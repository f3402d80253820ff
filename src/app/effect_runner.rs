//! Executes side effects returned by the reducer.
//!
//! The runner owns the alignment service and the table's resize
//! subscription; at most one subscription is held at a time.

use color_eyre::eyre::Result;

use tabalign_domain::TableTarget;

use crate::effect::Effect;
use crate::ports::{Renderer, TableHost};
use crate::resize::ResizeSubscription;
use crate::service::AlignmentService;
use crate::state::AppState;

pub struct EffectRunner {
    service: AlignmentService,
    subscription: Option<ResizeSubscription>,
}

impl EffectRunner {
    pub fn new(service: AlignmentService) -> Self {
        Self {
            service,
            subscription: None,
        }
    }

    pub fn service(&self) -> &AlignmentService {
        &self.service
    }

    pub fn run<H: TableHost>(
        &mut self,
        effects: Vec<Effect>,
        host: &mut H,
        renderer: &mut dyn Renderer,
        state: &mut AppState,
    ) -> Result<()> {
        for effect in effects {
            self.run_single(effect, host, renderer, state)?;
        }
        Ok(())
    }

    fn run_single<H: TableHost>(
        &mut self,
        effect: Effect,
        host: &mut H,
        renderer: &mut dyn Renderer,
        state: &mut AppState,
    ) -> Result<()> {
        match effect {
            Effect::Render => {
                renderer.draw(state, &*host)?;
            }
            Effect::ApplyAlignment => {
                self.release_subscription();
                let target = TableTarget::Id(state.table);
                match self.service.apply_alignment(host, &target, &state.columns) {
                    Ok(applied) => self.subscription = applied.subscription,
                    Err(e) => {
                        state.aligned = false;
                        state.message = Some(e.to_string());
                    }
                }
            }
            Effect::RemoveAlignment => {
                self.release_subscription();
                let target = TableTarget::Id(state.table);
                if let Err(e) = self.service.remove_alignment(host, &target) {
                    state.message = Some(e.to_string());
                }
            }
            Effect::ResizeContainer { width_cells } => {
                let cell_px = host.font_context(state.table).cell_advance_px();
                host.set_container_width(state.table, f64::from(width_cells) * cell_px);
                self.service.handle_resize(host, state.table);
            }
        }
        Ok(())
    }

    fn release_subscription(&mut self) {
        if let Some(subscription) = self.subscription.take() {
            self.service.release(subscription);
        }
    }
}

- What to do -
Write the entries out again verbatim, every one of them.

- Output for this task -
repository f3402d80253820ff
filename src/app/effect_runner.rs
//! Executes side effects returned by the reducer.
//!
//! The runner owns the alignment service and the table's resize
//! subscription; at most one subscription is held at a time.

use color_eyre::eyre::Result;

use tabalign_domain::TableTarget;

use crate::effect::Effect;
use crate::ports::{Renderer, TableHost};
use crate::resize::ResizeSubscription;
use crate::service::AlignmentService;
use crate::state::AppState;

pub struct EffectRunner {
    service: AlignmentService,
    subscription: Option<ResizeSubscription>,
}

impl EffectRunner {
    pub fn new(service: AlignmentService) -> Self {
        Self {
            service,
            subscription: None,
        }
    }

    pub fn service(&self) -> &AlignmentService {
        &self.service
    }

    pub fn run<H: TableHost>(
        &mut self,
        effects: Vec<Effect>,
        host: &mut H,
        renderer: &mut dyn Renderer,
        state: &mut AppState,
    ) -> Result<()> {
        for effect in effects {
            self.run_single(effect, host, renderer, state)?;
        }
        Ok(())
    }

    fn run_single<H: TableHost>(
        &mut self,
        effect: Effect,
        host: &mut H,
        renderer: &mut dyn Renderer,
        state: &mut AppState,
    ) -> Result<()> {
        match effect {
            Effect::Render => {
                renderer.draw(state, &*host)?;
            }
            Effect::ApplyAlignment => {
                self.release_subscription();
                let target = TableTarget::Id(state.table);
                match self.service.apply_alignment(host, &target, &state.columns) {
                    Ok(applied) => self.subscription = applied.subscription,
                    Err(e) => {
                        state.aligned = false;
                        state.message = Some(e.to_string());
                    }
                }
            }
            Effect::RemoveAlignment => {
                self.release_subscription();
                let target = TableTarget::Id(state.table);
                if let Err(e) = self.service.remove_alignment(host, &target) {
                    state.message = Some(e.to_string());
                }
            }
            Effect::ResizeContainer { width_cells } => {
                let cell_px = host.font_context(state.table).cell_advance_px();
                host.set_container_width(state.table, f64::from(width_cells) * cell_px);
                self.service.handle_resize(host, state.table);
            }
        }
        Ok(())
    }

    fn release_subscription(&mut self) {
        if let Some(subscription) = self.subscription.take() {
            self.service.release(subscription);
        }
    }
}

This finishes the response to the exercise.